# I'm Afraid



## proudwidaddy (Dec 26, 2011)

I've been dealing with my stuff now for over a month, I have good days and bad days. I've come to realize that I really enjoyed being married to my wife for 9 years, together for 11 years.

I'm afraid of being single, afraid of relying on just myself. I look forward to the new life I will have when I have my kids. But I'm afraid of not finding anyone again to love me the way my wife USED to love me.

I guess I'm just riding the rollercoaster down right now, looking for friends on TAM to build me back up.


----------



## hesnothappy (Mar 5, 2011)

Get up and go out! Life (and a good one) is waiting to meet you outside your door. What you had is but a memory, even if you could go down the same road again...it will never be what you remember. Embrace the new life, it has the same opportunities for a new kind of love and partnership. But you got to go out with your A game...looking and smelling good, talking about good things, enjoy being on your own and self confident. Read up on all kinds of subjects and when you are sitting at a table alone...when the opportunity presents itself...you will be able to laugh and talk with all the wonderful people out there in the world. Do not get caught up in pity parties, people won't want you around ;o( Have fun, go to a movie and enjoy the day.


----------



## This is me (May 4, 2011)

I am with you brother. We are riding the roller coaster. I spent all morning feeling blah and depressed. I feel a little better now and I hope you do by the time you are reading this.

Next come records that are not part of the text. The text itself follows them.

//! Tracker: one entry point per host stock hook.
//!
//! Each entry point runs the matching normalizer adapter and hands the result
//! to the [`UpdateManager`]. Nothing here returns an error: an unreadable
//! snapshot or a failed write is logged and the host's own stock operation
//! proceeds untouched.
//!
//! Two-phase hooks (quick/bulk edit, purchase orders, stock central) are
//! bracketed by a [`CaptureSession`]. The session owns the snapshot cache of
//! that one operation; the closing call consumes it.

use tracing::{debug, warn};

use invtrack_audit::normalizer::{self, EditSurface, ProposedStock, StockLevels};
use invtrack_audit::{AuditRecord, NormalizedBatch, OperationScope, SnapshotCache, StockDirection};
use invtrack_core::{
    ActorContext, AuditResult, Catalog, OrderContext, OrderLine, ProductId, ProductSnapshotSource, RecordId,
};

use crate::manager::UpdateManager;
use crate::store::AuditStore;

/// Captured "before" state of one two-phase operation.
#[derive(Debug)]
pub struct CaptureSession {
    cache: SnapshotCache,
}

impl CaptureSession {
    fn new(label: &str) -> Self {
        Self {
            cache: SnapshotCache::new(label),
        }
    }

    pub fn scope(&self) -> &OperationScope {
        self.cache.scope()
    }

    /// Number of products captured and not yet compared.
    pub fn pending(&self) -> usize {
        self.cache.len()
    }
}

/// Open quick or bulk edit. Every save in it is attributed to its surface.
#[derive(Debug)]
pub struct EditSession {
    surface: EditSurface,
    capture: CaptureSession,
}

impl EditSession {
    pub fn surface(&self) -> EditSurface {
        self.surface
    }

    pub fn pending(&self) -> usize {
        self.capture.pending()
    }
}

pub struct InventoryTracker<S, C> {
    manager: UpdateManager<S>,
    catalog: C,
}

impl<S, C> InventoryTracker<S, C>
where
    S: AuditStore,
    C: Catalog,
{
    pub fn new(manager: UpdateManager<S>, catalog: C) -> Self {
        Self { manager, catalog }
    }

    pub fn manager(&self) -> &UpdateManager<S> {
        &self.manager
    }

    pub fn catalog(&self) -> &C {
        &self.catalog
    }

    /// Full product editor save; `submitted` is the state about to be written.
    pub fn product_editor_saved<P, A>(&self, submitted: &P, actor: &A) -> Option<RecordId>
    where
        P: ProductSnapshotSource + ?Sized,
        A: ActorContext + ?Sized,
    {
        let outcome = normalizer::product_editor_saved(submitted, &self.catalog, actor);
        self.persist("product_editor", outcome)
    }

    /// Open a quick or bulk edit. Capture each product before it is written.
    pub fn begin_admin_edit(&self, surface: EditSurface) -> EditSession {
        EditSession {
            surface,
            capture: CaptureSession::new(surface.reason().as_str()),
        }
    }

    pub fn capture_for_edit(&self, session: &mut EditSession, product_id: ProductId) -> bool {
        session.capture.cache.capture_from(&self.catalog, product_id)
    }

    /// A product of an open quick or bulk edit was saved.
    pub fn admin_edit_saved<P, A>(&self, session: &mut EditSession, saved: &P, actor: &A) -> Option<RecordId>
    where
        P: ProductSnapshotSource + ?Sized,
        A: ActorContext + ?Sized,
    {
        let surface = session.surface;
        let outcome = normalizer::edited_from_cache(surface, saved, &mut session.capture.cache, actor);
        self.persist(surface.reason().as_str(), outcome)
    }

    /// Close a quick or bulk edit.
    pub fn end_admin_edit(&self, session: EditSession) {
        self.close(session.capture);
    }

    pub fn order_stock_reduced<O, A>(
        &self,
        line: &OrderLine,
        levels: StockLevels,
        order: &O,
        actor: &A,
    ) -> Option<RecordId>
    where
        O: OrderContext + ?Sized,
        A: ActorContext + ?Sized,
    {
        let outcome = normalizer::order_stock_reduced(line, levels, order, actor).map(Some);
        self.persist("order_stock_reduced", outcome)
    }

    pub fn order_stock_restored<O, A>(
        &self,
        line: &OrderLine,
        levels: StockLevels,
        order: &O,
        actor: &A,
    ) -> Option<RecordId>
    where
        O: OrderContext + ?Sized,
        A: ActorContext + ?Sized,
    {
        let outcome = normalizer::order_stock_restored(line, levels, order, actor).map(Some);
        self.persist("order_stock_restored", outcome)
    }

    /// Admin deleted a line item. `levels` is `None` when the host adjusted no stock.
    pub fn line_item_removed<O, A>(
        &self,
        line: &OrderLine,
        levels: Option<StockLevels>,
        order: &O,
        actor: &A,
    ) -> Option<RecordId>
    where
        O: OrderContext + ?Sized,
        A: ActorContext + ?Sized,
    {
        let outcome = normalizer::line_item_removed(line, levels, order, actor);
        self.persist("line_item_removed", outcome)
    }

    pub fn line_item_updated<O, A>(
        &self,
        line: &OrderLine,
        levels: Option<StockLevels>,
        order: &O,
        actor: &A,
    ) -> Option<RecordId>
    where
        O: OrderContext + ?Sized,
        A: ActorContext + ?Sized,
    {
        let outcome = normalizer::line_item_updated(line, levels, order, actor);
        self.persist("line_item_updated", outcome)
    }

    pub fn refund_restocked<P, O, A>(
        &self,
        product: &P,
        old_stock: i64,
        new_stock: i64,
        order: &O,
        actor: &A,
    ) -> Option<RecordId>
    where
        P: ProductSnapshotSource + ?Sized,
        O: OrderContext + ?Sized,
        A: ActorContext + ?Sized,
    {
        let outcome = normalizer::refund_restock(product, old_stock, new_stock, order, actor);
        self.persist("refund", outcome)
    }

    /// Before a purchase order touches stock: capture every product on it.
    pub fn begin_purchase_order<O>(&self, order: &O) -> CaptureSession
    where
        O: OrderContext + ?Sized,
    {
        let mut session = CaptureSession::new("purchase_order");
        let captured = normalizer::capture_purchase_order(order, &self.catalog, &mut session.cache);
        debug!(
            operation = %session.scope().id,
            order_id = %order.order_id(),
            captured,
            "purchase order snapshot taken"
        );
        session
    }

    pub fn purchase_order_applied<O, A>(
        &self,
        mut session: CaptureSession,
        order: &O,
        direction: StockDirection,
        actor: &A,
    ) -> Vec<RecordId>
    where
        O: OrderContext + ?Sized,
        A: ActorContext + ?Sized,
    {
        let batch =
            normalizer::purchase_order_applied(order, direction, &self.catalog, &mut session.cache, actor);
        let ids = self.persist_batch("purchase_order", session.scope(), batch);
        self.close(session);
        ids
    }

    pub fn begin_stock_central(&self, batch: &[ProposedStock]) -> CaptureSession {
        let mut session = CaptureSession::new("stock_central");
        let captured = normalizer::capture_stock_central(batch, &self.catalog, &mut session.cache);
        debug!(operation = %session.scope().id, captured, "stock central snapshot taken");
        session
    }

    pub fn stock_central_applied<A>(
        &self,
        mut session: CaptureSession,
        batch: &[ProposedStock],
        actor: &A,
    ) -> Vec<RecordId>
    where
        A: ActorContext + ?Sized,
    {
        let out = normalizer::stock_central_applied(batch, &self.catalog, &mut session.cache, actor);
        let ids = self.persist_batch("stock_central", session.scope(), out);
        self.close(session);
        ids
    }

    fn persist(&self, source: &str, outcome: AuditResult<Option<AuditRecord>>) -> Option<RecordId> {
        match outcome {
            Ok(Some(record)) => self.manager.record_best_effort(source, record),
            Ok(None) => None,
            Err(e) => {
                warn!(source, error = %e, "stock change not audited");
                None
            }
        }
    }

    fn persist_batch(&self, source: &str, scope: &OperationScope, batch: NormalizedBatch) -> Vec<RecordId> {
        for (product_id, e) in &batch.rejected {
            warn!(source, operation = %scope.id, product_id = %product_id, error = %e, "stock change not audited");
        }
        if !batch.skipped.is_empty() {
            debug!(source, operation = %scope.id, skipped = ?batch.skipped, "products without a snapshot");
        }

        batch
            .records
            .into_iter()
            .filter_map(|record| self.manager.record_best_effort(source, record))
            .collect()
    }

    fn close(&self, session: CaptureSession) {
        let scope = session.scope().clone();
        let leftover = session.cache.into_unconsumed();
        if !leftover.is_empty() {
            let ids: Vec<ProductId> = leftover.iter().map(|c| c.product.id).collect();
            debug!(
                operation = %scope.id,
                label = %scope.label,
                unconsumed = ?ids,
                "snapshots captured but never compared"
            );
        }
    }
}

We both need to keep our chins up and be positive. Easy for me to say at this minute, but about an hour ago I would have never said that.

I am with you brother. You are not alone. There is a better future ahead.


----------



## Cogo123 (Jan 5, 2012)

I always worry about the same thing ....will I ever find anyone else? I was never truly in love with my husband so I have a great deal to look forward to. We just have to take that first step and don't look back. Good luck and I know there is someone special out there waiting for you. The fun part is finding her!
_Posted via Mobile Device_


----------



## mike82 (Oct 24, 2011)

hes not happy is right the only way to feel better is to go back out into the world and meet new people, i know its really hard at first, i was the type of person that enjoyed being home with my wife and kids and i rarely went out. i was never much of a bar or club person. for the past couple months i have been putting myself out there and going out, and i feel so much better. and be on ur A game is right. join a gym if you dont go to one now, being fit is a great way to boost your self esteem, and it gives u an overall sense of pride about yourself. and dont worry about being alone someone will come along, take this time to really get to know yourself, as much as i loved being married i also enjoy the fact that i am in full command of everyday of my life, i dont have to check with anyone about anything, if i want to go out i go out, i dont need a permission slip, freedom is an awesome thing. take this time to do things you always wanted to do. its alot cheaper only having to pay for yourself when going on vacation, or to a movie or out to dinner. keep your head up


----------



## EleGirl (Dec 3, 2011)

One of the tricks of being single is to plan ahead. Have a plan for the week ends. Call friends and schedule something. That way when you get up on Saturday morning you have some activity to look forward to for Saturday afternoon or night.

What kinds of social things do you enjoy?


----------



## CruxAve (Dec 30, 2011)

To hell with fear of such things. We get one life. Embrace it. You hold the cards. Stop being dependent.
_Posted via Mobile Device_


----------



## lostintheworld1 (Aug 7, 2011)

I am struggling with the same thing. I fear the divorce proceedings and my infidelity being bared to all. I fear the unknown of having to sell our house pretty much on my own (she moved out). I fear not finding another love. I fear that at age 35 I will struggle to find a kind, caring, beautiful, faithful woman who will fall in love with me and want to have children. My wife was five years younger and always wanted to wait until she was 30 to have children. Now I am left after 12 years together (7 years married) mid-divorce with no children. This is not the way I wanted my life to go. Then again I have nobody to blame but myself. I am depressed, filled with anxiety and scared.


----------



## idknemore (Jan 26, 2012)

Be single and enjoy it. It wont be easy after being in a marriage or long term relationship but there are plenty of people in this world and one is bond to be a perfect match for you. No one is gonna to love you like she did but you know what someone could love you more. That depends on you- you have to be willing to allow it if your looking for love. Just like if your not ready for love don't fall for the first few people you come across- just be upfront and say look i am not looking for that relationship at the moment. but take the time to find and create yourself again. you all will survive without the spouse just dont let it ruin what you could have.


----------